Problem requirements:
Every line between the top of the data below and the line with "page is accessed.", both ends included, must be retyped exactly.

Input:

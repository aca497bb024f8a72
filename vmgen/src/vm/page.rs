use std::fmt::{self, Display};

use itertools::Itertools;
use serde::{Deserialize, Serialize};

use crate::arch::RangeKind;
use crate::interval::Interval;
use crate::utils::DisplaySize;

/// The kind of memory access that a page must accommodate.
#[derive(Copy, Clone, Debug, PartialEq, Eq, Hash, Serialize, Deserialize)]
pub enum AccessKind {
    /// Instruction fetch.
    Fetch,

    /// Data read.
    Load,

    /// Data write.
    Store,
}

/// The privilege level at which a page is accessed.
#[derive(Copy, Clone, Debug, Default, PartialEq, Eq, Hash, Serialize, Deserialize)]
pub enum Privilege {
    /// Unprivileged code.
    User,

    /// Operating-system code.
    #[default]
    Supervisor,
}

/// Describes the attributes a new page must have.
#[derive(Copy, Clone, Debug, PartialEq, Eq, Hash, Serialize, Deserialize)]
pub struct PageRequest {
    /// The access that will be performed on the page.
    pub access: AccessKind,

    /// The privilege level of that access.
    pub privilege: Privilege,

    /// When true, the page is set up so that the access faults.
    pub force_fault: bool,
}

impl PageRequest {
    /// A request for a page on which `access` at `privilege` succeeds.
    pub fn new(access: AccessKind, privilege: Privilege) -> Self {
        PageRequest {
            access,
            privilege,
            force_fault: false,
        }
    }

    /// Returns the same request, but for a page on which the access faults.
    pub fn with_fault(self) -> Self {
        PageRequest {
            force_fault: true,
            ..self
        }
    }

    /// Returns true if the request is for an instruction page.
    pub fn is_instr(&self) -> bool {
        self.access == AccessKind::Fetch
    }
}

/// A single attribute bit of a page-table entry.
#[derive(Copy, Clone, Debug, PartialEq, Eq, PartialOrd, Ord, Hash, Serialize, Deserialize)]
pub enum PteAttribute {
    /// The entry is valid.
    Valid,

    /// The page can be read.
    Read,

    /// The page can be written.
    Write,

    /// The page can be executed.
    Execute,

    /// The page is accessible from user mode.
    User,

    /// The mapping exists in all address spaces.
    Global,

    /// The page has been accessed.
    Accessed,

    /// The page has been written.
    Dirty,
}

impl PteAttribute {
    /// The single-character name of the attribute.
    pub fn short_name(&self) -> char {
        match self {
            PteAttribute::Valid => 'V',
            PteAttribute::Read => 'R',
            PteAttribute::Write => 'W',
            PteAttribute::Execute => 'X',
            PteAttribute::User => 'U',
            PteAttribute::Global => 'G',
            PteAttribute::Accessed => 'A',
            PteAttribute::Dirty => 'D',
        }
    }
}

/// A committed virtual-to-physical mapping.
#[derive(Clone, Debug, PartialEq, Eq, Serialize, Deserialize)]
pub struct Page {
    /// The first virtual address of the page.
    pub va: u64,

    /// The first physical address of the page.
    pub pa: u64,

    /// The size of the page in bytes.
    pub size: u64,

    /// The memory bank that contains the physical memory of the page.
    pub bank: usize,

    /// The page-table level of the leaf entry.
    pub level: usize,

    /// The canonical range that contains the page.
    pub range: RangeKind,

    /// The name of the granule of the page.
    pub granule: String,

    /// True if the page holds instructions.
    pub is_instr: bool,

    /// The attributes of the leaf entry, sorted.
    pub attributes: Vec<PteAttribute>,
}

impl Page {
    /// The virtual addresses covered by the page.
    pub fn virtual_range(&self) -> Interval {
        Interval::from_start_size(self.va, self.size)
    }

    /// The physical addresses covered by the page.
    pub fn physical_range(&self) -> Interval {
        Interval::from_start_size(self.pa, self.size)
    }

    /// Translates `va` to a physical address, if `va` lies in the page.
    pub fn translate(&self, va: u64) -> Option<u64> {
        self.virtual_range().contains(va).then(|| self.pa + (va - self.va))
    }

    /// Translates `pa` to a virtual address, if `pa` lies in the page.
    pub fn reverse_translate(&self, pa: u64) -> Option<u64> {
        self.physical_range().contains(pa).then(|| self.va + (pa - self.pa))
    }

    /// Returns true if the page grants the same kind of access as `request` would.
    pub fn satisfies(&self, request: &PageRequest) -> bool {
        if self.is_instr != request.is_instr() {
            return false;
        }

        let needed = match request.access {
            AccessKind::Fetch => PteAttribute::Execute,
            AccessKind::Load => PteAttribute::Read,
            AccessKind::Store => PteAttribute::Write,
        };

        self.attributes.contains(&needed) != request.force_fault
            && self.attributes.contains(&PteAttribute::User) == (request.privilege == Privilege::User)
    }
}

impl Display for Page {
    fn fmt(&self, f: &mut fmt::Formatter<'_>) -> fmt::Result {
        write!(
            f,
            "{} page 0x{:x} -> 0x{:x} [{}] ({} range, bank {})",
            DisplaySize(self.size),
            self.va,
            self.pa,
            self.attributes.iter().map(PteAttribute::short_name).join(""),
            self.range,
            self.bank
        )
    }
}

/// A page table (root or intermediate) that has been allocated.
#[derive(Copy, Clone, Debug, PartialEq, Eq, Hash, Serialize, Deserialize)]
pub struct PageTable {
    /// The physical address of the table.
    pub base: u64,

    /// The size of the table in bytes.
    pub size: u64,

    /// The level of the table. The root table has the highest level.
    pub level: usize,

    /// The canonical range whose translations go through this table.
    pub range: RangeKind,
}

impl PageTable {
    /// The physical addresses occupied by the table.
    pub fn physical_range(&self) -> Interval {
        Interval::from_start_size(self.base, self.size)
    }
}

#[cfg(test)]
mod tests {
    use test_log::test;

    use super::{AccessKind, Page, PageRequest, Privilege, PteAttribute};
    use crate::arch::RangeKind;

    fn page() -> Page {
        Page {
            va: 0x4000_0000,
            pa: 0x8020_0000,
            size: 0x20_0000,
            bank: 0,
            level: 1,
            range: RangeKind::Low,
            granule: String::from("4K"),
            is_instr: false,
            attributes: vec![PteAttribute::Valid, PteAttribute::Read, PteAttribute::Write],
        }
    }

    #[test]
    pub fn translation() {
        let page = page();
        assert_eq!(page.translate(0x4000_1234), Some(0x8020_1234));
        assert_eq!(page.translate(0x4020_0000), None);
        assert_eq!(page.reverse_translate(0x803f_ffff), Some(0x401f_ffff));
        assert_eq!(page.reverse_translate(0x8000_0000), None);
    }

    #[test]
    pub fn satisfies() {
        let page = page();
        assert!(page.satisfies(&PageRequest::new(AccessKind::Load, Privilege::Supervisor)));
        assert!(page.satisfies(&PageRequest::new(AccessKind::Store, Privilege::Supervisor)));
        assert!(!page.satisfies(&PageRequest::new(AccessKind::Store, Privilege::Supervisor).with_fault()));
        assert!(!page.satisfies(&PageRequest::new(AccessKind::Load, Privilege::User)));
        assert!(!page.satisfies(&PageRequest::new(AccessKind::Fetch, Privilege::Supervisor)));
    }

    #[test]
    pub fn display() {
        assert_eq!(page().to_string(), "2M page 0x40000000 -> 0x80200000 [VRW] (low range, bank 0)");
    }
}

Finished task:
repository aca497bb024f8a72
filename vmgen/src/vm/page.rs
use std::fmt::{self, Display};

use itertools::Itertools;
use serde::{Deserialize, Serialize};

use crate::arch::RangeKind;
use crate::interval::Interval;
use crate::utils::DisplaySize;

/// The kind of memory access that a page must accommodate.
#[derive(Copy, Clone, Debug, PartialEq, Eq, Hash, Serialize, Deserialize)]
pub enum AccessKind {
    /// Instruction fetch.
    Fetch,

    /// Data read.
    Load,

    /// Data write.
    Store,
}

/// The privilege level at which a page is accessed.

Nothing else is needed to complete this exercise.